There have been more black Hollywood presidents — see Jamie Foxx, above — than there have been real-life black U.S. senators. WOMP.
Reiner Bajo
/
Columbia Pictures
There have been more black Hollywood presidents — see Jamie Foxx, above — than there have been real-life black U.S. senators. WOMP.

Jamie Foxx is Hollywood's latest black president.

In White House Down, which opened last Friday, Jamie Foxx plays the president of the United States, who teams up with a Capitol police officer, played by Channing Tatum, and battles terrorists who have taken over the White House. (As the A.V. Club points out, this is at least the third time that director Roland Emmerich has laid waste to 1600 Pennsylvania Ave.)

The list of black presidents in Hollywood is actually pretty long. There was Morgan Freeman, who was a commander in chief charged with shepherding mankind through an extinction-level asteroid collision in Deep Impact. Deebo — er, Tommy Lister — was president of some future government as a Great Evil attacks the Earth inThe Fifth Element. The Allstate dude (aka Dennis Haysbert) ran the country on Fox's24, helping to protect the nation from all sorts of terrorist plots. (In Hollywood, a black man in the Oval Office meant the nation was in crisis; make of that what you will.)

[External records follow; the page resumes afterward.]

//! 订阅者
//!
//! 发布引擎只依赖 [`Subscriber::receive`]。[`Mailbox`] 是一个有界、保序的
//! 默认实现，应用通过 [`Mailbox::wait_for_next`] 取出消息。

use async_trait::async_trait;
use tokio::sync::{mpsc, Mutex};

use crate::message::Message;
use crate::MAILBOX_CAPACITY;

/// 订阅者 trait
///
/// `receive` 在该订阅者自己的投递任务中执行，可以挂起，
/// 但不会阻塞发布者或其他订阅者。
#[async_trait]
pub trait Subscriber: Send + Sync + 'static {
    /// 接收一条投递给本订阅者的消息
    async fn receive(&self, message: Message);
}

/// 有界邮箱订阅者
///
/// 邮箱满时 `receive` 会挂起，直到应用取走消息。
pub struct Mailbox {
    sender: mpsc::Sender<Message>,
    receiver: Mutex<mpsc::Receiver<Message>>,
}

impl Mailbox {
    pub fn new() -> Self {
        Self::with_capacity(MAILBOX_CAPACITY)
    }

    pub fn with_capacity(capacity: usize) -> Self {
        let (sender, receiver) = mpsc::channel(capacity);
        Self {
            sender,
            receiver: Mutex::new(receiver),
        }
    }

    /// 按投递顺序等待下一条消息
    pub async fn wait_for_next(&self) -> Option<Message> {
        self.receiver.lock().await.recv().await
    }

    /// 不等待，立即取出一条消息（若有）
    pub fn try_next(&self) -> Option<Message> {
        self.receiver.try_lock().ok()?.try_recv().ok()
    }
}

impl Default for Mailbox {
    fn default() -> Self {
        Self::new()
    }
}

#[async_trait]
impl Subscriber for Mailbox {
    async fn receive(&self, message: Message) {
        // 自己持有接收端，发送不会因通道关闭而失败
        let _ = self.sender.send(message).await;
    }
}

Black presidents have also been vehicles to critique their particular cultural moments. In 1972's The Man, James Earl Jones is the president has to deal with racial unrest and the assumptions about his intellectual abilities. In 2003's Head of State, Chris Rock played a D.C. alderman who somehow ended up as the Democratic Party's nominee for the presidency. And, of course, Richard Pryor famously tweaked Reagan-era America on Saturday Night Live. The central joke of this species of fictional black president is that they exist in implausible alternate universes — implausible alternative universes in which the president's most powerful weapon is Real Talk™.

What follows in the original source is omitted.